REQUIREMENT: In the entries below, identify every line with the string "warn" and copy it.

Stored items:

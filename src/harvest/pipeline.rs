//! Set and document level of the harvest.
//!
//! [`HarvestPipeline`] walks one output set, one identifier at a time:
//! build the `GetRecord` URL, fetch into the target file, classify what
//! landed on disk, then keep only the extracted metadata or remove the file.
//! Every identifier ends in exactly one [`FetchOutcome`]; nothing at this
//! level stops the loop early.

use std::collections::HashMap;
use std::path::{Path, PathBuf};
use tracing::{debug, error, info, warn};
use url::Url;

use crate::config::Verbosity;
use crate::harvest::classify::classify;
use crate::harvest::paths::{safe_child, FilenamePolicy};
use crate::harvest::traits::{FetchOutcome, HarvestError, SetReport};
use crate::model::{OutputSet, RepositoryTask};
use crate::traits::{DocumentFetcher, FetchError};

// ============================================================================
// Requests and Directories
// ============================================================================

/// Builds the `GetRecord` request URL for one identifier.
///
/// Any query string already on `base_url` is kept; the protocol parameters
/// are appended form-encoded.
pub fn get_record_url(
    base_url: &str,
    identifier: &str,
    metadata_prefix: &str,
) -> Result<Url, url::ParseError> {
    let mut url = Url::parse(base_url)?;
    url.query_pairs_mut()
        .append_pair("verb", "GetRecord")
        .append_pair("identifier", identifier)
        .append_pair("metadataPrefix", metadata_prefix);
    Ok(url)
}

/// Makes sure `path` is a directory, creating it (and its parents) if missing.
///
/// # Errors
///
/// - [`HarvestError::MissingDestination`] for an empty path
/// - [`HarvestError::NotADirectory`] if something else already lives there
/// - [`HarvestError::DirectoryCreation`] if it cannot be inspected or created
pub async fn ensure_directory(path: &Path) -> Result<(), HarvestError> {
    if path.as_os_str().is_empty() {
        return Err(HarvestError::MissingDestination);
    }

    match tokio::fs::metadata(path).await {
        Ok(meta) if meta.is_dir() => Ok(()),
        Ok(_) => Err(HarvestError::NotADirectory {
            path: path.to_path_buf(),
        }),
        Err(e) if e.kind() == std::io::ErrorKind::NotFound => tokio::fs::create_dir_all(path)
            .await
            .map_err(|source| HarvestError::DirectoryCreation {
                path: path.to_path_buf(),
                source,
            }),
        Err(source) => Err(HarvestError::DirectoryCreation {
            path: path.to_path_buf(),
            source,
        }),
    }
}

/// Removes a leftover file. A file that is already gone is fine.
async fn discard(path: &Path) {
    match tokio::fs::remove_file(path).await {
        Ok(()) => {}
        Err(e) if e.kind() == std::io::ErrorKind::NotFound => {}
        Err(e) => warn!(path = %path.display(), error = %e, "Failed to remove file"),
    }
}

// ============================================================================
// Pipeline
// ============================================================================

/// Harvests output sets through a [`DocumentFetcher`].
///
/// Strictly sequential: an identifier is fetched, classified and persisted
/// before the next one starts. Identifiers run in ascending order.
///
/// # Example
///
/// ```ignore
/// use selective_harvester::fetch::HttpFetcher;
/// use selective_harvester::harvest::HarvestPipeline;
///
/// let pipeline = HarvestPipeline::new(HttpFetcher::new()?)
///     .with_verbosity(Verbosity::Progress);
/// let report = pipeline.harvest_set(&task, &task.sets[0]).await;
/// println!("{} good, {} missed", report.succeeded, report.failed);
/// ```
pub struct HarvestPipeline<F>
where
    F: DocumentFetcher,
{
    fetcher: F,
    filename_policy: FilenamePolicy,
    verbosity: Verbosity,
}

impl<F> HarvestPipeline<F>
where
    F: DocumentFetcher,
{
    /// Creates a pipeline with colon-to-dash file names and no reporting.
    pub fn new(fetcher: F) -> Self {
        Self {
            fetcher,
            filename_policy: FilenamePolicy::default(),
            verbosity: Verbosity::default(),
        }
    }

    pub fn with_filename_policy(mut self, policy: FilenamePolicy) -> Self {
        self.filename_policy = policy;
        self
    }

    pub fn with_verbosity(mut self, verbosity: Verbosity) -> Self {
        self.verbosity = verbosity;
        self
    }

    pub fn verbosity(&self) -> Verbosity {
        self.verbosity
    }

    pub fn fetcher(&self) -> &F {
        &self.fetcher
    }

    /// Harvests every identifier of `set` into `<destination>/<set name>`.
    ///
    /// The task's destination root is expected to exist already. If the set
    /// directory cannot be used, no identifier is attempted and the report
    /// carries the directory error.
    pub async fn harvest_set(&self, task: &RepositoryTask, set: &OutputSet) -> SetReport {
        if self.verbosity.shows(Verbosity::Progress) {
            info!(
                "Harvesting \"{}\" set \"{}\" with {} documents",
                task.name,
                set.name,
                set.identifiers.len()
            );
        }

        let set_dir = match self.prepare_set_dir(task, set).await {
            Ok(dir) => dir,
            Err(e) => {
                if self.verbosity.shows(Verbosity::Summary) {
                    error!(task = %task.name, set = %set.name, "{}", e);
                }
                return SetReport::directory_failed(&set.name, &e);
            }
        };

        let mut report = SetReport::new(&set.name);
        // File name -> identifier that claimed it in this pass.
        let mut claimed: HashMap<String, &str> = HashMap::new();
        for identifier in &set.identifiers {
            let file_name = self.filename_policy.file_name(identifier);
            let outcome = match claimed.get(&file_name) {
                Some(owner) => FetchOutcome::TransportFailure(format!(
                    "file name \"{}\" collides with identifier \"{}\"",
                    file_name, owner
                )),
                None => {
                    claimed.insert(file_name, identifier);
                    self.harvest_document(task, identifier, &set_dir).await
                }
            };
            self.report_document(identifier, &outcome);
            report.record(identifier, &outcome);
        }

        if self.verbosity.shows(Verbosity::Summary) {
            info!(
                "Harvested \"{}\" set \"{}\" {} good, {} missed",
                task.name, set.name, report.succeeded, report.failed
            );
        }
        report
    }

    async fn prepare_set_dir(
        &self,
        task: &RepositoryTask,
        set: &OutputSet,
    ) -> Result<PathBuf, HarvestError> {
        let dir = safe_child(&task.destination, &set.name)?;
        ensure_directory(&dir).await?;
        Ok(dir)
    }

    /// Harvests one identifier into `set_dir`.
    ///
    /// On [`FetchOutcome::Success`] the file holds exactly the extracted
    /// metadata; on any other outcome no file is left behind.
    pub async fn harvest_document(
        &self,
        task: &RepositoryTask,
        identifier: &str,
        set_dir: &Path,
    ) -> FetchOutcome {
        let file_name = self.filename_policy.file_name(identifier);
        let dest = match safe_child(set_dir, &file_name) {
            Ok(dest) => dest,
            Err(e) => return FetchOutcome::TransportFailure(e.to_string()),
        };

        let outcome = match self.retrieve(task, identifier, &dest).await {
            Ok(raw) => classify(&raw),
            Err(e) => FetchOutcome::TransportFailure(e.to_string()),
        };

        match outcome {
            FetchOutcome::Success(payload) => match tokio::fs::write(&dest, &payload).await {
                Ok(()) => FetchOutcome::Success(payload),
                Err(e) => {
                    discard(&dest).await;
                    FetchOutcome::TransportFailure(FetchError::Io(e).to_string())
                }
            },
            other => {
                discard(&dest).await;
                other
            }
        }
    }

    /// Fetches the record into `dest` and reads back the raw response.
    async fn retrieve(
        &self,
        task: &RepositoryTask,
        identifier: &str,
        dest: &Path,
    ) -> Result<String, FetchError> {
        let url = get_record_url(&task.base_url, identifier, &task.metadata_prefix)?;
        if self.verbosity.shows(Verbosity::Trace) {
            debug!(fetcher = self.fetcher.fetcher_id(), url = %url, "Fetching record");
        }

        self.fetcher.fetch(url.as_str(), dest).await?;
        Ok(tokio::fs::read_to_string(dest).await?)
    }

    fn report_document(&self, identifier: &str, outcome: &FetchOutcome) {
        if !self.verbosity.shows(Verbosity::Progress) {
            return;
        }
        match outcome.failure_reason() {
            None => info!("harvesting \"{:<40}\" ... OK", identifier),
            Some(reason) => warn!(
                "harvesting \"{:<40}\" ... XX {}",
                identifier,
                reason.trim_end_matches('\n')
            ),
        }
    }
}

// ============================================================================
// Tests
// ============================================================================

YOUR RESPONSE:
use tracing::{debug, error, info, warn};
        Err(e) => warn!(path = %path.display(), error = %e, "Failed to remove file"),
            Some(reason) => warn!(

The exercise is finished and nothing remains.